Chego um pouco antes do horário estipulado para o check-in. Dou um tempo no bar do hotel, que tem um enorme “Hipotálamo’s” em neon azul piscando na porta.
Meia hora e duas taças de vinho depois, adentro o aconchegante salão do cerebelo. Sento-me num sofá de córtex e abro o jornal do dia, ainda intocado sobre a mesinha de centro. Avisto de lá o saguão lotado. Pelo menos umas 70 pessoas, vestindo túnicas verde-água, buscam alojamento na memória. Querem acomodação a todo custo, mas poucas são aceitas pela recepção.
- Temos que ser seletivos, infelizmente não há lugar para todos.
- Mas eu fiz reserva...
Na recepção também ficam as chaves dos acontecimentos, alinhadas para facilitar o acesso quando necessário.
Escadas em caracol fazem a comunicação entre três imensuráveis pavimentos. São dezenas de quartos, cada um deles contendo 365 dias vividos. Pelos corredores há quadros de pessoas e lugares. Uns estão impecavelmente conservados, a tinta ainda parece fresca. Outros têm carunchos nas molduras, as cores perderam o brilho e a tela está puída em vários pontos.
Chamo o elevador junto ao boy com o carrinho de malas. Ajeito a bagagem no armário da suíte e mergulho na banheira.
É boa e reconfortante a sensação de estar envolto em massa cinzenta, morna e homogênea. Desliza nesse momento pelos ombros toda a tuabuada do 8, enquanto o Chimarrão, meu primeiro cachorro boxer, surge refletido em preto e branco no espelho.
Pouco depois desço ao refeitório, onde todos alimentam vorazmente suas lembranças. Fatos aparentemente esquecidos estão dispostos em baixelas de prata e taças de cristal. Um garçom me serve águas passadas e entrega a comanda para rubricar.
A equipe de monitores se aproxima de minha mesa e anuncia a sessão de cinema às três, na glândula pituitária.
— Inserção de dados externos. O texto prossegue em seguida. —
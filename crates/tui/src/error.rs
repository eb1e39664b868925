use thiserror::Error;

pub type Result<T> = std::result::Result<T, AppError>;

#[derive(Debug, Error)]
pub enum AppError {
    #[error("config error: {0}")]
    Config(#[from] config::ConfigError),
    #[error("invalid base url: {0}")]
    BaseUrl(String),
    #[error("io error: {0}")]
    Io(#[from] std::io::Error),
    #[error("json error: {0}")]
    Json(#[from] serde_json::Error),
    #[error("terminal error: {0}")]
    Terminal(String),
}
Quinze imensos telões mostram imagens de webcams flagrando em tempo real o comportamento dos neurônios.
Sigo as placas indicativas para o salão de jogos. Um sujeito alto, uma espécie de crupiê trajando smoking, é quem dá as cartas. Está o tempo todo de costas, impossível ver o seu rosto.
Na piscina, um tobogã vai atirando um sem número de pessoas na água, uma após outra, em estonteante velocidade. O avô que só conheci por fotografia, a mãe aos 15, o pai aos 25, a vizinhança, amigos e inimigos, celebridades e gente vista unicamente de relance.
Anexa ao complexo aquático, a sala de massagem oferece uma nova técnica de relaxamento, à base de impulsos elétricos. Após exame médico, o hóspede aguarda a próxima sinapse numa espreguiçadeira revestida em tecido felpudo com o logo do Hotel.
Há um aviso em letras garrafais numa das paredes do deck, um pouco abaixo da bóia salva-vidas:
“Pedimos aos senhores hóspedes que não transitem entre o hemisfério esquerdo e o direito sem autorização prévia da gerência”.
Feito o tour de reconhecimento, me aninho ali, numa dobra de miolos rente à sauna a vapor. Viro de um lado para o outro, estico as pernas, puxo as cobertas e pego no sono. Ronco longa e ruidosamente, a ponto de colocar em alerta todo o sistema nervoso central.